**HOW TO COMPLETE THIS TASK**:
In full and word for word, give the records again.

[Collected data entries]
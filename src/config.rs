use serde::Deserialize;
use std::fs;

#[derive(Debug, Clone, Deserialize)]
pub struct BusinessConfig {
    pub business_id: i64,
    pub name: String,
    pub category: String,
    pub location: String,
}

#[derive(Debug, Deserialize)]
pub struct AppConfig {
    pub api_base_url: String,
    pub auth_token: String,
    pub businesses: Vec<BusinessConfig>,
    pub check_interval_seconds: u64,
    pub fetch_timeout_seconds: u64,
    #[serde(default = "default_retries")]
    pub source_retries: u32,
}

fn default_retries() -> u32 {
    2
}

pub fn load_config(path: &str) -> Result<AppConfig, Box<dyn std::error::Error>> {
    let content = fs::read_to_string(path)?;
    let config: AppConfig = serde_json::from_str(&content)?;
    Ok(config)
}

**RESULT**:
filename src/config.rs
use serde::Deserialize;
use std::fs;

#[derive(Debug, Clone, Deserialize)]
pub struct BusinessConfig {
    pub business_id: i64,
    pub name: String,
    pub category: String,
    pub location: String,
}

#[derive(Debug, Deserialize)]
pub struct AppConfig {
    pub api_base_url: String,
    pub auth_token: String,
    pub businesses: Vec<BusinessConfig>,
    pub check_interval_seconds: u64,
    pub fetch_timeout_seconds: u64,
    #[serde(default = "default_retries")]
    pub source_retries: u32,
}

fn default_retries() -> u32 {
    2
}

pub fn load_config(path: &str) -> Result<AppConfig, Box<dyn std::error::Error>> {
    let content = fs::read_to_string(path)?;
    let config: AppConfig = serde_json::from_str(&content)?;
    Ok(config)
}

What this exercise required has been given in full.